“A intervenção na raiz do negrilho é uma profanação duma bela raiz centenária, duma obra da natureza que deveria ser exposta tal como era, de forma sóbria, apenas protegida das intempéries por um vidro com o poema de Torga gravado”, afirmou Clara Crabbé Rocha à agência Lusa.

A escultura do rosto de Miguel Torga na raiz de um negrilho de aproximadamente três toneladas está a gerar polémica. A árvore, que secou há uns anos, ficou imortalizada na obra do escritor.

A iniciativa foi da responsabilidade da Junta de São Martinho de Anta, a escultura foi feita por Óscar Rodrigues e o objetivo foi homenagear Miguel Torga na data do seu aniversário, que se assinala hoje.

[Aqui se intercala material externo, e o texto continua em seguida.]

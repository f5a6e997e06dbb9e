mod common;

use anyhow::Result;
use reqwest::StatusCode;
use serde_json::Value;

#[tokio::test]
async fn root_describes_the_api() -> Result<()> {
    let server = common::ensure_server().await?;

    let res = reqwest::get(server.url("/")).await?;
    assert_eq!(res.status(), StatusCode::OK);

    let body: Value = res.json().await?;
    assert_eq!(body["success"], true);
    assert_eq!(body["data"]["name"], "CogniCare API");
    assert_eq!(body["data"]["version"], env!("CARGO_PKG_VERSION"));
    Ok(())
}

#[tokio::test]
async fn health_is_503_while_database_is_down() -> Result<()> {
    let server = common::ensure_server().await?;

    let res = reqwest::get(server.url("/health")).await?;
    assert_eq!(res.status(), StatusCode::SERVICE_UNAVAILABLE);

    let body: Value = res.json().await?;
    assert_eq!(body["success"], false);
    assert_eq!(body["code"], "SERVICE_UNAVAILABLE");
    Ok(())
}

#[tokio::test]
async fn unknown_paths_use_the_error_envelope() -> Result<()> {
    let server = common::ensure_server().await?;

    let res = reqwest::get(server.url("/api/does-not-exist")).await?;
    assert_eq!(res.status(), StatusCode::NOT_FOUND);

    let body: Value = res.json().await?;
    assert_eq!(body["code"], "NOT_FOUND");
    Ok(())
}
use serde::Deserialize;
use sqlx::PgPool;

use super::faculty_service::trimmed;
use super::{ensure_id, interpret, interpret_created, Mutation, ServiceError};
use crate::database::models::CognitiveVariable;
use crate::database::repository::VariableRepository;
use crate::error::FieldErrors;
use crate::middleware::{Validate, Validator};

#[derive(Debug, Deserialize)]
pub struct VariableRequest {
    pub name: String,
    pub description: Option<String>,
}

impl Validate for VariableRequest {
    fn validate(&self) -> Result<(), FieldErrors> {
        let mut v = Validator::new();
        v.required("name", &self.name).max_len("name", &self.name, 100);
        if let Some(description) = &self.description {
            v.max_len("description", description, 500);
        }
        v.finish()
    }
}

pub struct VariableService {
    variables: VariableRepository,
}

impl VariableService {
    pub fn new(pool: PgPool) -> Self {
        Self {
            variables: VariableRepository::new(pool),
        }
    }

    pub async fn list(&self) -> Result<Vec<CognitiveVariable>, ServiceError> {
        Ok(self.variables.select_all().await?)
    }

    pub async fn get(&self, id: i32) -> Result<CognitiveVariable, ServiceError> {
        let id = ensure_id("id", id)?;
        Ok(self.variables.select_404(id).await?)
    }

    pub async fn create(&self, request: &VariableRequest) -> Result<Mutation, ServiceError> {
        let row = self
            .variables
            .create(request.name.trim(), trimmed(&request.description))
            .await?;
        interpret_created(row)
    }

    pub async fn update(&self, id: i32, request: &VariableRequest) -> Result<Mutation, ServiceError> {
        let id = ensure_id("id", id)?;
        let message = self
            .variables
            .update(id, request.name.trim(), trimmed(&request.description))
            .await?;
        interpret(message)
    }
}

“Como muitas centenas de pessoas que se têm manifestado publicamente, estou desolada com a intervenção que a Junta de São Martinho de Anta decidiu fazer na raiz do negrilho. Todos sabemos que a melhor maneira de homenagear um escritor é lê-lo e dá-lo a ler”, salientou Clara Crabbé Rocha.

A filha do escritor acrescentou que quem decidiu “homenagear Miguel Torga e assinalar o seu aniversário desta triste forma, não leu a sua obra”.

“Não pode ter lido. Se a tivesse lido, teria compreendido o sentido do poema 'A um negrilho', que é a interlocução entre um poeta e outro poeta”, afirmou.

E citou o poema: “Na terra onde nasci há um só poeta. Os meus versos são folhas dos seus ramos. Quando chego de longe e conversamos. É ele que me revela o mundo visitado (...)”.

“E o extraordinário é que vários de nós tentámos demover o presidente da junta quando nos pediu opinião. Nada feito. Deve estar feliz, porque teve o seu momento de glória nas notícias dos jornais. Mas não percebeu como expunha São Martinho de Anta ao ridículo”, frisou.

E acrescentou: “a vila natal de Miguel Torga, a que o poeta deu literariamente a dimensão mítica dum centro do mundo, não merecia isso”.

Clara Crabbé Rocha afirmou que, “se Miguel Torga fosse vivo, indignado com este atentado ao bom senso e ao bom gosto, pediria que acabassem de vez com esta triste história e que plantassem no largo um negrilho novo para as gerações futuras, o que ele próprio tentou fazer em vida”.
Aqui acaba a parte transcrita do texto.